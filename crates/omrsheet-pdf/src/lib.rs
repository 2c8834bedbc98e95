//! omrsheet-pdf - OMR sheet rendering via Typst
//!
//! This crate draws one page per student on top of a scanned answer-sheet
//! template and serializes a worksheet's pages to a single PDF.
//!
//! # Architecture
//!
//! The rendering pipeline consists of two stages:
//!
//! 1. **Composer** - Lays out each student's page as Typst markup
//! 2. **Compiler** - Compiles the markup, with template images, to PDF bytes
//!
//! Template images are loaded once into a [`TemplateSet`] and shared by
//! every run.
//!
//! # Example
//!
//! ```ignore
//! use omrsheet_pdf::{SheetComposer, TemplateSet, FontSet, render_sheet};
//!
//! let templates = TemplateSet::load("child_omr.jpg".as_ref(), "master_omr.jpg".as_ref());
//! let mut composer = SheetComposer::new(&omrsheet_pdf::default_font_family());
//! composer.add_page(&record, templates.get(record.track).unwrap());
//! let (sheet, pdf_bytes) = render_sheet(composer, &FontSet::default())?;
//! assert_eq!(sheet.pages.len(), 1);
//! ```

mod assets;
mod compiler;
mod composer;
mod error;

pub use assets::{
    placeholder_path, placeholder_svg, write_placeholder, ImageFormat, TemplateImage,
    TemplateOrigin, TemplateSet,
};
pub use compiler::{Compiler, FontSet};
pub use composer::{
    default_font_family, ComposedPage, ComposedSheet, SheetComposer, BUNDLED_FONT_FAMILY,
    PAGE_HEIGHT, PAGE_WIDTH,
};
pub use error::{PdfError, Result};

/// Finish a composer and compile its pages to PDF bytes
pub fn render_sheet(composer: SheetComposer, fonts: &FontSet) -> Result<(ComposedSheet, Vec<u8>)> {
    let sheet = composer.finish();
    let pdf = Compiler::compile_sheet(&sheet, fonts)?;
    Ok((sheet, pdf))
}
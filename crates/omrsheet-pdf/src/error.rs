//! Error types for sheet rendering

use thiserror::Error;

/// Result type for PDF operations
pub type Result<T> = std::result::Result<T, PdfError>;

/// Errors that can occur while rendering a sheet PDF
#[derive(Error, Debug)]
pub enum PdfError {
    /// Typst compilation error
    #[error("Typst compilation failed: {0}")]
    Compilation(String),

    /// Font loading error
    #[error("Font error: {0}")]
    Font(String),

    /// IO error
    #[error("IO error: {0}")]
    Io(#[from] std::io::Error),
}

========================

▸ Aim of the task:
Select all lines in the listing that include the word "filename".

▸ Response area:
filename crates/omrsheet-pdf/src/lib.rs
filename crates/omrsheet-pdf/src/error.rs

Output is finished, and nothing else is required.